Doreen and I are speechless. Who is this tiny witch?
As if we were on the fence about that, she closes her eyes and says, “My baby’s nearby and she’s alive. I can feel her.” Lifting her blue lids, she lets out a big sigh and smiles. “That was half the reason I wanted to be here, to get the vibe. Okay, I’m ready to find her now.”
* * *
“This is a highway?” Tammy peers out the windshield at the black ribbon of asphalt. It is nine thirty and we are the only cars on Vermont Route 7.
“It is and it’s a dangerous one,” Doreen says from the back seat. “Two lanes are the pits. If you’re not swerving for a dumb deer or getting clocked by a moose, some idiot’s drunk or checking his cell and crossing the center line smack into you. Got too many morons in this state crossing the center line and killing people.”
Thanks for your tact, I mentally message her, gripping the wheel extra tight. Concrete pilings can be more sensitive than Doreen.
“I ain’t never seen a moose,” Tammy says, her face pressed to the window. “Deer we got in Florida. Monitor lizards the size of palm trees lying across the road. Reptile speed bumps, I call ’em. No moose.”
“October’s their mating season. Their brains are so doped on hormones they’ll walk right into your car and you’ll never see them ’cause they’re big and black. Eyes don’t reflect off the headlights and wham! Next thing you know, you’re waking up in the ICU.” Doreen pauses to revise her doom-and-gloom report. “If you’re lucky.”
“Mercy!” exclaims Tammy, flinching from the door as if a moose were on the other side, ready to charge.
“I gather you haven’t been up this far north?” I ask, changing the subject.
“No ma’am. The farthest I’ve been is Tallahassee for Haylee’s graduation from Florida State. I’ve been itching to visit, but she said there’s so much going on with the rehab she wouldn’t be able to pay me much attention. Then, when she told me she was getting married, I looked into flights. I’m her mama; it’s a given I’d be at her wedding, right? But she didn’t want me around for that, either, ’cause of that mean owner she was so worried about showing up and making a scene at the ceremony.” Tammy goes back to looking out her window. “Or so she claimed. Deep down I know Haylee’s never forgiven me for being a shitty mom, even after all these years.”

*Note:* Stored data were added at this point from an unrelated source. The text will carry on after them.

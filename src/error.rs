use std::path::PathBuf;

use thiserror::Error;

#[derive(Debug, Error)]
pub enum ReportError {
    #[error("File not found")]
    FileNotFound(PathBuf),

    #[error("could not read transactions file")]
    Io(#[from] std::io::Error),
}

/// Reasons a single line of the export is rejected. These never reach the
/// user, they only decide which lines are skipped.
#[derive(Debug, Error)]
pub enum ParseError {
    #[error("expected at least {expected} fields, found {found}")]
    MissingField { expected: usize, found: usize },

    #[error("invalid amount: {0:?}")]
    InvalidAmount(String),

    #[error("invalid date: {0:?}")]
    InvalidDate(String),
}
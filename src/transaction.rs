use crate::config::ParserConfig;
use crate::error::ParseError;
use crate::number::parse_amount;

use chrono::NaiveDate;
use csv::StringRecord;
use rust_decimal::Decimal;

/// One booked line of the bank export. Negative amounts are expenses,
/// positive amounts are income.
#[derive(Debug, Clone, PartialEq)]
pub struct Transaction {
    pub date: NaiveDate,
    pub recipient: String,
    pub description: String,
    pub amount: Decimal,
}

impl Transaction {
    pub fn new(
        date: NaiveDate,
        recipient: impl Into<String>,
        description: impl Into<String>,
        amount: Decimal,
    ) -> Self {
        Self {
            date,
            recipient: recipient.into(),
            description: description.into(),
            amount,
        }
    }

    pub fn is_expense(&self) -> bool {
        self.amount < Decimal::ZERO
    }

    pub fn is_income(&self) -> bool {
        self.amount > Decimal::ZERO
    }

    pub fn from_record(record: &StringRecord, config: &ParserConfig) -> Result<Self, ParseError> {
        let layout = &config.layout;
        let expected = layout.min_fields();
        if record.len() < expected {
            return Err(ParseError::MissingField {
                expected,
                found: record.len(),
            });
        }
        let field = |index: usize| record.get(index).unwrap_or_default();

        let amount = parse_amount(field(layout.amount), &config.number)?;
        let date = parse_date(field(layout.date), config.date_format)?;

        Ok(Self {
            date,
            recipient: field(layout.recipient).to_string(),
            description: field(layout.description).to_string(),
            amount,
        })
    }
}

/// Parses a date that must match `format` exactly. `chrono` tolerates
/// single-digit days and months, so the rendered date is compared back to
/// the input to reject those.
pub fn parse_date(raw: &str, format: &str) -> Result<NaiveDate, ParseError> {
    NaiveDate::parse_from_str(raw, format)
        .ok()
        .filter(|date| date.format(format).to_string() == raw)
        .ok_or_else(|| ParseError::InvalidDate(raw.to_string()))
}
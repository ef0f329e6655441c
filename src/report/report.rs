use crate::config::ReportConfig;
use crate::transaction::Transaction;

use chrono::Datelike;
use rust_decimal::Decimal;
use std::collections::BTreeMap;

#[derive(Debug, Clone, PartialEq)]
pub struct ReportRow {
    pub label: String,
    pub value: Decimal,
}

impl ReportRow {
    pub fn new(label: impl Into<String>, value: Decimal) -> Self {
        Self {
            label: label.into(),
            value,
        }
    }
}

#[derive(Debug, Clone, PartialEq)]
pub struct Report {
    pub title: String,
    pub rows: Vec<ReportRow>,
}

impl Report {
    pub fn new(title: impl Into<String>, rows: Vec<ReportRow>) -> Self {
        Self {
            title: title.into(),
            rows,
        }
    }
}

/// Builds the five reports in the order they are printed.
pub fn all_reports(txs: &[Transaction], config: &ReportConfig) -> Vec<Report> {
    vec![
        expenses_by_month(txs),
        expenses_by_year(txs),
        income_by_year(txs),
        biggest_costs(txs, config),
        biggest_revenue(txs, config),
    ]
}

pub fn expenses_by_month(txs: &[Transaction]) -> Report {
    let totals = sum_by(txs.iter().filter(|tx| tx.is_expense()), |tx| {
        (tx.date.year(), tx.date.month())
    });

    let rows = totals
        .into_iter()
        .map(|((year, month), total)| ReportRow::new(format!("{year}/{month:02}"), total.abs()))
        .collect();

    Report::new("Expenses by month", rows)
}

pub fn expenses_by_year(txs: &[Transaction]) -> Report {
    let totals = sum_by(txs.iter().filter(|tx| tx.is_expense()), |tx| tx.date.year());

    let rows = totals
        .into_iter()
        .map(|(year, total)| ReportRow::new(year.to_string(), total.abs()))
        .collect();

    Report::new("Expenses by year", rows)
}

/// Sorted by year like the expense reports.
pub fn income_by_year(txs: &[Transaction]) -> Report {
    let totals = sum_by(txs.iter().filter(|tx| tx.is_income()), |tx| tx.date.year());

    let rows = totals
        .into_iter()
        .map(|(year, total)| ReportRow::new(year.to_string(), total))
        .collect();

    Report::new("Income by year", rows)
}

pub fn biggest_costs(txs: &[Transaction], config: &ReportConfig) -> Report {
    Report::new(
        "Biggest costs",
        biggest(txs.iter().filter(|tx| tx.is_expense()), config),
    )
}

pub fn biggest_revenue(txs: &[Transaction], config: &ReportConfig) -> Report {
    Report::new(
        "Biggest revenue",
        biggest(txs.iter().filter(|tx| tx.is_income()), config),
    )
}

/// Sums absolute amounts per key. The `BTreeMap` keeps the groups in key
/// order, which is chronological for year and (year, month) keys.
///
/// A total that no longer fits in a `Decimal` is clamped to `Decimal::MAX`.
fn sum_by<'a, K: Ord>(
    txs: impl Iterator<Item = &'a Transaction>,
    key: impl Fn(&Transaction) -> K,
) -> BTreeMap<K, Decimal> {
    txs.fold(BTreeMap::new(), |mut totals, tx| {
        let total = totals.entry(key(tx)).or_insert(Decimal::ZERO);
        *total = total.checked_add(tx.amount.abs()).unwrap_or_else(|| {
            log::warn!("Total overflowed at {} {}, clamping", tx.date, tx.recipient);
            Decimal::MAX
        });
        totals
    })
}

/// Largest amounts first. The sort is stable, so equal amounts keep their
/// order from the export.
fn biggest<'a>(txs: impl Iterator<Item = &'a Transaction>, config: &ReportConfig) -> Vec<ReportRow> {
    let mut rows: Vec<ReportRow> = txs
        .map(|tx| {
            let label = format!(
                "{} {} {}",
                tx.date.format(config.date_format),
                tx.recipient,
                tx.description
            );
            ReportRow::new(label, tx.amount)
        })
        .collect();

    rows.sort_by(|a, b| b.value.abs().cmp(&a.value.abs()));
    rows.truncate(config.top);
    rows
}
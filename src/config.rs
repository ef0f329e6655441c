//! Parsing and report settings.
//!
//! Nothing here is read from the environment: every locale-sensitive rule is
//! spelled out so the output does not depend on the host settings.

/// Separators used for amounts, both when reading the export and when
/// printing report values.
#[derive(Debug, Clone, PartialEq)]
pub struct NumberFormat {
    pub decimal_separator: char,
    pub group_separator: char,
    pub currency_symbol: char,
}

impl Default for NumberFormat {
    /// Belgian-Dutch conventions: `1.234,56 €`.
    fn default() -> Self {
        Self {
            decimal_separator: ',',
            group_separator: '.',
            currency_symbol: '€',
        }
    }
}

/// Zero-based positions of the interesting columns in an export line.
#[derive(Debug, Clone, PartialEq)]
pub struct FieldLayout {
    pub recipient: usize,
    pub date: usize,
    pub amount: usize,
    pub description: usize,
}

impl FieldLayout {
    pub fn min_fields(&self) -> usize {
        [self.recipient, self.date, self.amount, self.description]
            .into_iter()
            .max()
            .unwrap_or(0)
            + 1
    }
}

impl Default for FieldLayout {
    fn default() -> Self {
        Self {
            recipient: 2,
            date: 4,
            amount: 6,
            description: 8,
        }
    }
}

#[derive(Debug, Clone)]
pub struct ParserConfig {
    pub delimiter: u8,
    pub layout: FieldLayout,
    /// `chrono` format string; the field must match it exactly.
    pub date_format: &'static str,
    pub number: NumberFormat,
}

impl Default for ParserConfig {
    fn default() -> Self {
        Self {
            delimiter: b';',
            layout: FieldLayout::default(),
            date_format: "%d/%m/%Y",
            number: NumberFormat::default(),
        }
    }
}

#[derive(Debug, Clone)]
pub struct ReportConfig {
    pub label_width: usize,
    pub value_width: usize,
    pub fraction_digits: u32,
    /// Row limit of the "biggest" reports.
    pub top: usize,
    pub date_format: &'static str,
    pub number: NumberFormat,
}

impl Default for ReportConfig {
    fn default() -> Self {
        Self {
            label_width: 20,
            value_width: 5,
            fraction_digits: 1,
            top: 10,
            date_format: "%d/%m/%Y",
            number: NumberFormat::default(),
        }
    }
}

#[derive(Debug, Clone, Default)]
pub struct Config {
    pub parser: ParserConfig,
    pub report: ReportConfig,
}
pub mod config;
pub mod error;
pub mod number;
pub mod report;
pub mod transaction;

use crate::config::ParserConfig;
use crate::error::ReportError;
use crate::transaction::Transaction;

use csv::{ByteRecordsIntoIter, ReaderBuilder, StringRecord};
use std::fs::File;
use std::io::{ErrorKind, Read};
use std::path::Path;

/// Opens the export at `path` and lazily yields its valid transactions.
///
/// A missing file, or a path that is not a regular file, is reported before
/// any line is read. The file is closed when the returned stream is dropped.
pub fn stream_transactions(
    path: impl AsRef<Path>,
    config: &ParserConfig,
) -> Result<TransactionStream<File>, ReportError> {
    let path = path.as_ref();
    if !path.is_file() {
        return Err(ReportError::FileNotFound(path.to_path_buf()));
    }
    let file = File::open(path).map_err(|e| match e.kind() {
        ErrorKind::NotFound => ReportError::FileNotFound(path.to_path_buf()),
        _ => ReportError::Io(e),
    })?;

    Ok(TransactionStream::from_reader(file, config))
}

/// Iterator over the transactions of a headerless, delimited export.
/// Lines that do not parse are skipped and counted.
///
/// Every physical line is one record: quotes are kept as literal text and
/// fields that are not valid UTF-8 are decoded lossily.
pub struct TransactionStream<R> {
    records: ByteRecordsIntoIter<R>,
    config: ParserConfig,
    skipped: usize,
    finished: bool,
}

impl<R: Read> TransactionStream<R> {
    pub fn from_reader(reader: R, config: &ParserConfig) -> Self {
        let records = ReaderBuilder::new()
            .delimiter(config.delimiter)
            .has_headers(false)
            .flexible(true)
            .quoting(false)
            .from_reader(reader)
            .into_byte_records();

        Self {
            records,
            config: config.clone(),
            skipped: 0,
            finished: false,
        }
    }

    /// Number of lines rejected so far.
    pub fn skipped(&self) -> usize {
        self.skipped
    }
}

impl<R: Read> Iterator for TransactionStream<R> {
    type Item = Transaction;

    fn next(&mut self) -> Option<Self::Item> {
        if self.finished {
            return None;
        }

        for result in self.records.by_ref() {
            let record = match result {
                Ok(record) => record,
                Err(e) => {
                    log::error!("Stopped reading transactions: {}", e);
                    self.finished = true;
                    return None;
                }
            };

            let line = record.position().map(|p| p.line());
            let fields: StringRecord = record.iter().map(String::from_utf8_lossy).collect();

            match Transaction::from_record(&fields, &self.config) {
                Ok(tx) => return Some(tx),
                Err(e) => {
                    self.skipped += 1;
                    match line {
                        Some(line) => log::debug!("Skipping line {}: {}", line, e),
                        None => log::debug!("Skipping line: {}", e),
                    }
                }
            }
        }

        self.finished = true;
        None
    }
}
use ingstats::{
    config::Config,
    report::{all_reports, format::write_reports},
    stream_transactions,
};

use anyhow::Context;
use std::env;
use std::io::{stdout, BufWriter};

fn main() {
    env_logger::Builder::from_env(env_logger::Env::default().default_filter_or("error")).init();

    let Some(path) = parse_args() else {
        println!("No file provided, example: ingstats \"/path/to/ing-export.csv\"");
        return;
    };

    // Failures are reported on stdout and never change the exit code.
    if let Err(e) = run(&path, &Config::default()) {
        println!("{:#}", e);
    }
}

fn parse_args() -> Option<String> {
    env::args().nth(1)
}

fn run(path: &str, config: &Config) -> anyhow::Result<()> {
    let mut stream = stream_transactions(path, &config.parser)?;
    let txs: Vec<_> = stream.by_ref().collect();
    log::info!(
        "Parsed {} transactions, skipped {} lines",
        txs.len(),
        stream.skipped()
    );
    drop(stream);

    let reports = all_reports(&txs, &config.report);

    let mut out = BufWriter::new(stdout().lock());
    write_reports(&mut out, &reports, &config.report).context("could not write reports")?;

    Ok(())
}
use crate::config::ReportConfig;
use crate::number::format_amount;
use crate::report::report::{Report, ReportRow};

use std::io::{self, Write};

/// Writes a blank line, the `==title==` heading and one line per row.
pub fn write_report<W: Write>(
    writer: &mut W,
    report: &Report,
    config: &ReportConfig,
) -> io::Result<()> {
    writeln!(writer)?;
    writeln!(writer, "=={}==", report.title)?;

    for row in &report.rows {
        writeln!(writer, "{}", format_row(row, config))?;
    }

    Ok(())
}

pub fn write_reports<W: Write>(
    writer: &mut W,
    reports: &[Report],
    config: &ReportConfig,
) -> io::Result<()> {
    for report in reports {
        write_report(writer, report, config)?;
    }
    writer.flush()
}

/// The label is padded to at least `label_width` characters, never cut.
pub fn format_row(row: &ReportRow, config: &ReportConfig) -> String {
    let value = format_amount(row.value, config.fraction_digits, &config.number);
    format!(
        "{:<label_width$}\t{:>value_width$}",
        row.label,
        value,
        label_width = config.label_width,
        value_width = config.value_width,
    )
}
#[cfg(test)]
mod tests {
    use super::*;
    use crate::map::GridMap;
    use std::sync::Arc;

    fn vehicle_params(addr: &str, lat: f64, lon: f64) -> ModelParams {
        ModelParams::new("test")
            .with("node.addr", addr)
            .with("node.lat", lat.to_string())
            .with("node.lon", lon.to_string())
            .with("comm.seed", "7")
    }

    fn ctx() -> SimContext {
        SimContext::new(Arc::new(GridMap::default()), None)
    }

    #[test]
    fn test_sequence_counter_strictly_increasing() {
        let counter = SequenceCounter::new();
        let a = counter.next();
        let b = counter.next();
        assert_eq!(a, 1);
        assert_eq!(b, 2);
        assert_eq!(counter.current(), 2);
    }

    #[test]
    fn test_sequence_counter_concurrent_no_gaps_no_duplicates() {
        let counter = Arc::new(SequenceCounter::new());
        let threads = 4;
        let per_thread = 250u32;

        let handles: Vec<_> = (0..threads)
            .map(|_| {
                let counter = Arc::clone(&counter);
                std::thread::spawn(move || {
                    (0..per_thread).map(|_| counter.next()).collect::<Vec<u32>>()
                })
            })
            .collect();

        let mut seen: Vec<u32> = handles
            .into_iter()
            .flat_map(|h| h.join().unwrap())
            .collect();
        seen.sort_unstable();
        let expected: Vec<u32> = (1..=threads as u32 * per_thread).collect();
        assert_eq!(seen, expected);
    }

    #[test]
    fn test_known_vehicles_cap_and_timeout() {
        let mut known = KnownVehicles::new(2, Duration::from_secs(10));
        let mk = |addr: u32, now: u64| {
            let a = Address::from_u32(addr);
            let p = SafetyPacket {
                header: PacketHeader::broadcast(
                    PacketSequence::new(a, 1),
                    SimTime::from_secs(now),
                    Position::default(),
                ),
                subject: a,
                subject_position: Position::default(),
                subject_state: VehicleState::default(),
                lifetime_secs: 5.0,
                region: BoundingRegion::None,
                payload: Vec::new(),
            };
            p
        };
        known.update(&mk(1, 0), SimTime::from_secs(0));
        known.update(&mk(2, 1), SimTime::from_secs(1));
        known.update(&mk(3, 2), SimTime::from_secs(2));
        // Oldest evicted at capacity
        assert_eq!(known.len(), 2);
        assert!(known.get(Address::from_u32(1)).is_none());

        known.evict_stale(SimTime::from_secs(12));
        assert_eq!(known.len(), 1);
        assert!(known.get(Address::from_u32(3)).is_some());
    }

    #[test]
    fn test_safety_message_reaches_neighbor() {
        let ctx = ctx();
        let mut queue = EventQueue::new();
        let now = SimTime::from_secs(10);

        let mut sender =
            Vehicle::from_params("car_a", &vehicle_params("10.0.0.1", 40.0, -80.0)).unwrap();
        let near = Position::from_degrees(40.0, -80.0).offset(90.0, 50.0);
        let receiver = Vehicle::from_params(
            "car_b",
            &vehicle_params("10.0.0.2", near.lat_deg(), near.lon_deg()),
        )
        .unwrap();
        let receiver = ctx.vehicles.insert(receiver.address(), receiver).unwrap();

        let seq =
            sender.send_safety_message(5.0, BoundingRegion::None, Vec::new(), &ctx, &mut queue, now);
        assert!(ctx.is_tracked(seq));

        // ReceiveBegin, then the ReceiveEnd it schedules
        let begin = queue.pop().expect("receive begin scheduled");
        assert_eq!(begin.dest, "car_b");
        receiver.lock().unwrap().process_event(begin, &ctx, &mut queue);

        let end = queue.pop().expect("receive end scheduled");
        receiver.lock().unwrap().process_event(end, &ctx, &mut queue);

        let receiver = receiver.lock().unwrap();
        assert_eq!(receiver.stats().delivered, 1);
        assert!(receiver
            .known_vehicles()
            .get(Address::from_bytes([10, 0, 0, 1]))
            .is_some());
    }

    #[test]
    fn test_relayed_traffic_reaches_infrastructure_only_via_gateway() {
        let ctx = ctx();
        let pos = Position::from_degrees(40.0, -80.0);
        let rsu = RoadsideUnit::from_params(
            "rsu",
            &ModelParams::new("rsu")
                .with("node.addr", "10.0.0.50")
                .with("node.lat", "40.0")
                .with("node.lon", "-80.0"),
        )
        .unwrap();
        ctx.infrastructure.insert(rsu.address(), rsu).unwrap();

        // A packet originated by someone else, i.e. relayed traffic
        let relayed = Packet::Generic(PacketHeader::broadcast(
            PacketSequence::new(Address::from_u32(77), 1),
            SimTime::from_secs(1),
            pos,
        ));

        let mut queue = EventQueue::new();
        let mut plain = ProtocolStack::from_params(
            Address::from_u32(1),
            &ModelParams::new("car").with("comm.seed", "7"),
        )
        .unwrap();
        transmit(&mut plain, relayed.clone(), pos, 0.0, "car", &ctx, &mut queue, SimTime::from_secs(1));
        assert!(queue.is_empty());

        let mut gateway = ProtocolStack::from_params(
            Address::from_u32(2),
            &ModelParams::new("gw")
                .with("comm.seed", "7")
                .with("comm.gateway", "true"),
        )
        .unwrap();
        transmit(&mut gateway, relayed, pos, 0.0, "gw", &ctx, &mut queue, SimTime::from_secs(1));
        assert_eq!(queue.len(), 1);
        assert_eq!(queue.pop().unwrap().dest, "rsu");
    }

    #[test]
    fn test_out_of_range_neighbor_not_scheduled() {
        let ctx = ctx();
        let mut queue = EventQueue::new();
        let far = Position::from_degrees(40.0, -80.0).offset(90.0, 5_000.0);
        let mut sender =
            Vehicle::from_params("car_a", &vehicle_params("10.0.0.1", 40.0, -80.0)).unwrap();
        let receiver = Vehicle::from_params(
            "car_b",
            &vehicle_params("10.0.0.2", far.lat_deg(), far.lon_deg()),
        )
        .unwrap();
        ctx.vehicles.insert(receiver.address(), receiver).unwrap();

        sender.send_safety_message(
            5.0,
            BoundingRegion::None,
            Vec::new(),
            &ctx,
            &mut queue,
            SimTime::from_secs(1),
        );
        assert!(queue.is_empty());
    }

    #[test]
    fn test_duplicate_copy_delivered_once() {
        let ctx = ctx();
        let mut queue = EventQueue::new();
        let now = SimTime::from_secs(10);
        let mut sender =
            Vehicle::from_params("car_a", &vehicle_params("10.0.0.1", 40.0, -80.0)).unwrap();
        let near = Position::from_degrees(40.0, -80.0).offset(90.0, 50.0);
        let receiver = Vehicle::from_params(
            "car_b",
            &vehicle_params("10.0.0.2", near.lat_deg(), near.lon_deg()),
        )
        .unwrap();
        let receiver = ctx.vehicles.insert(receiver.address(), receiver).unwrap();

        sender.send_safety_message(5.0, BoundingRegion::None, Vec::new(), &ctx, &mut queue, now);
        let begin = queue.pop().unwrap();
        let copy = begin.clone();

        receiver.lock().unwrap().process_event(begin, &ctx, &mut queue);
        let end = queue.pop().unwrap();
        receiver.lock().unwrap().process_event(end, &ctx, &mut queue);
        assert_eq!(receiver.lock().unwrap().stats().delivered, 1);

        // Second copy of the same message resolves as a duplicate
        receiver.lock().unwrap().process_event(copy, &ctx, &mut queue);
        if let Some(end2) = queue.pop() {
            receiver.lock().unwrap().process_event(end2, &ctx, &mut queue);
        }
        let receiver = receiver.lock().unwrap();
        assert_eq!(receiver.stats().delivered, 1);
        assert_eq!(
            receiver.stats().dropped.get(&DropReason::Duplicate).copied(),
            Some(1)
        );
    }
}
#[cfg(test)]
mod tests {
    use super::*;
    use crate::net::packet::{
        BoundingRegion, PacketHeader, Position, SquelchPacket, VehicleState,
    };

    fn flood() -> FloodComm {
        let params = ModelParams::new("test")
            .with("comm.seed", "7")
            .with("comm.jitter_ms", "100");
        FloodComm::from_params(&params).unwrap()
    }

    fn safety(origin: u32, seq: u32, tx_secs: u64) -> Packet {
        let origin = Address::from_u32(origin);
        Packet::Safety(SafetyPacket {
            header: PacketHeader::broadcast(
                PacketSequence::new(origin, seq),
                SimTime::from_secs(tx_secs),
                Position::from_degrees(40.0, -80.0),
            ),
            subject: origin,
            subject_position: Position::from_degrees(40.0, -80.0),
            subject_state: VehicleState::default(),
            lifetime_secs: 5.0,
            region: BoundingRegion::None,
            payload: Vec::new(),
        })
    }

    #[test]
    fn test_flood_queues_one_rebroadcast() {
        let mut comm = flood();
        let local = Address::from_u32(99);
        let p = safety(1, 7, 10);
        let now = SimTime::from_secs(10);

        comm.deliver(&p, local, now);
        comm.deliver(&p, local, now); // second copy does not queue again
        assert_eq!(comm.pending_len(), 1);

        // Nothing due before the jitter elapses
        assert!(comm.take_due(now).is_empty());
        let due = comm.take_due(now + Duration::from_millis(100));
        assert_eq!(due.len(), 1);
        assert_eq!(due[0].sequence(), p.sequence());
    }

    #[test]
    fn test_forwarder_recorded() {
        let local = Address::from_u32(99);
        let relay = Address::from_u32(5);
        let origin = Address::from_u32(1);
        let mut p = safety(1, 7, 10);
        if let Packet::Safety(sp) = &mut p {
            sp.header.tx_addr = relay;
        }

        let mut comm = flood();
        comm.deliver(&p, local, SimTime::from_secs(10));
        assert_eq!(comm.last_forwarder(p.sequence().unwrap()), Some(relay));

        let policy = CommPolicy::Flood(comm);
        let history = policy.history_of(origin);
        assert_eq!(history.len(), 1);
        assert_eq!(history[0].forwarder, relay);
    }

    #[test]
    fn test_own_messages_never_echoed() {
        let mut comm = flood();
        let local = Address::from_u32(1);
        comm.deliver(&safety(1, 7, 10), local, SimTime::from_secs(10));
        assert_eq!(comm.pending_len(), 0);
    }

    #[test]
    fn test_squelch_cancels_pending() {
        let mut comm = flood();
        let local = Address::from_u32(99);
        let p = safety(1, 7, 10);
        let now = SimTime::from_secs(10);
        comm.deliver(&p, local, now);
        assert_eq!(comm.pending_len(), 1);

        let squelch = Packet::Squelch(SquelchPacket {
            header: PacketHeader::broadcast(
                PacketSequence::new(Address::from_u32(2), 1),
                now,
                Position::from_degrees(40.0, -80.0),
            ),
            squelched: p.sequence().unwrap(),
        });
        comm.deliver(&squelch, local, now);
        assert_eq!(comm.pending_len(), 0);
        // The squelcher is recorded as the last forwarder
        assert_eq!(
            comm.last_forwarder(p.sequence().unwrap()),
            Some(Address::from_u32(2))
        );

        // The squelched message does not come back if heard again
        comm.deliver(&p, local, now);
        assert_eq!(comm.pending_len(), 0);
    }

    #[test]
    fn test_history_records_and_evicts() {
        let params = ModelParams::new("test").with("comm.history_per_origin", "2");
        let mut comm = CommPolicy::Silent(SilentComm::from_params(&params).unwrap());
        let local = Address::from_u32(99);
        let origin = Address::from_u32(1);

        for seq in 0..3 {
            comm.deliver(&safety(1, seq, 10 + seq as u64), local, SimTime::from_secs(10 + seq as u64));
        }
        // Bounded per originator, oldest evicted first
        let history = comm.history_of(origin);
        assert_eq!(history.len(), 2);
        assert_eq!(history[0].packet.header.sequence.seq, 1);

        comm.tick(SimTime::from_secs(12));
        assert_eq!(comm.history_of(origin).len(), 1);
    }

    #[test]
    fn test_silent_never_forwards() {
        let mut comm =
            CommPolicy::Silent(SilentComm::from_params(&ModelParams::new("test")).unwrap());
        comm.deliver(&safety(1, 1, 10), Address::from_u32(99), SimTime::from_secs(10));
        assert!(comm.take_due_rebroadcasts(SimTime::from_secs(60)).is_empty());
        assert_eq!(comm.stats().messages_heard, 1);
    }
}
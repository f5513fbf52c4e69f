//! Shared simulation context
//!
//! Everything a model needs from the outside world, threaded through
//! constructors and method arguments instead of globals: the two entity
//! registries, the map collaborator, the optional network transport,
//! and the global in-flight message tracker.

use crate::map::MapService;
use crate::net::node::{RoadsideUnit, Vehicle};
use crate::net::packet::PacketSequence;
use crate::net::registry::Registry;
use crate::net::transport::Transport;
use crate::time::SimTime;
use std::collections::HashMap;
use std::sync::{Arc, Mutex};

pub struct SimContext {
    /// All vehicles, local and promoted-remote
    pub vehicles: Registry<Vehicle>,
    /// Roadside units and other fixed entities
    pub infrastructure: Registry<RoadsideUnit>,
    /// Road database collaborator
    pub map: Arc<dyn MapService>,
    /// Inter-process transport, absent for pure in-process runs
    pub network: Option<Arc<dyn Transport>>,
    /// Live messages and when tracking of each expires
    tracker: Mutex<HashMap<PacketSequence, SimTime>>,
}

impl SimContext {
    pub fn new(map: Arc<dyn MapService>, network: Option<Arc<dyn Transport>>) -> Self {
        Self {
            vehicles: Registry::new(),
            infrastructure: Registry::new(),
            map,
            network,
            tracker: Mutex::new(HashMap::new()),
        }
    }

    /// Start tracking a transmitted message until `expiry`
    pub fn track_message(&self, seq: PacketSequence, expiry: SimTime) {
        self.tracker.lock().unwrap().insert(seq, expiry);
    }

    /// Whether a message is still tracked
    pub fn is_tracked(&self, seq: PacketSequence) -> bool {
        self.tracker.lock().unwrap().contains_key(&seq)
    }

    /// Drop tracked messages whose expiry has passed; returns how many
    pub fn expire_tracked(&self, now: SimTime) -> usize {
        let mut tracker = self.tracker.lock().unwrap();
        let before = tracker.len();
        tracker.retain(|_, expiry| *expiry >= now);
        before - tracker.len()
    }

    /// Messages still tracked
    pub fn tracked_len(&self) -> usize {
        self.tracker.lock().unwrap().len()
    }

    /// Clear per-trial state in the tracker
    pub fn reset(&self) {
        self.tracker.lock().unwrap().clear();
    }
}

#[cfg(test)]
mod tests {
    use super::*;
    use crate::map::GridMap;
    use crate::net::packet::Address;

    #[test]
    fn test_tracker_expiry() {
        let ctx = SimContext::new(Arc::new(GridMap::default()), None);
        let seq = PacketSequence::new(Address::from_u32(1), 1);
        ctx.track_message(seq, SimTime::from_secs(15));
        assert!(ctx.is_tracked(seq));

        assert_eq!(ctx.expire_tracked(SimTime::from_secs(10)), 0);
        assert_eq!(ctx.expire_tracked(SimTime::from_secs(16)), 1);
        assert!(!ctx.is_tracked(seq));
    }
}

Doreen and I keep quiet because how do you respond to that kind of comment? We met the woman in person only twenty minutes ago.
“Don’t get me wrong. I wasn’t abusive or anything. I didn’t cuss or use the paddle,” Tammy clarifies, recrossing her legs. “I just wasn’t around, what with working during the day and stopping by the bar in the evenings where I solicited most of my clients. Not exactly a wholesome lifestyle for a child.”
Doreen slaps one of her mitts on Tammy’s shoulder. “Don’t be ashamed. My great-grandmother raised five kids as a widow during the Great Depression up north of Boothbay Harbor in a piss-poor town called Sumsquat. She’d leave her children for weeks on end while she went down to Portsmouth Naval Shipyard to entertain, so to speak, the sailors on shore leave. When you’re a single mom, you do what you gotta do to put bread on the table, you know what I mean?”
“Well, uhm, no. Not exactly.” Tammy slides me a puzzled side-eye. I smile like a simpleton and keep my focus on the dark road, pretending as if my assistant did not just imply she was a prostitute. “I ran my own accounting firm, you see. Started it from the ground up. Beauregard and Associates. Pretty successful, if I do say so myself. Those clients I was picking up needed their books balanced or their taxes prepared.”
“Then when were you homeless?” Doreen asks, confused.
“Homeless?” Tammy coughs a laugh. “We were never homeless. For the past twenty years, I’ve owned a three-bedroom house on the Homosassa River, private dock and all. What’re y’all talking about?”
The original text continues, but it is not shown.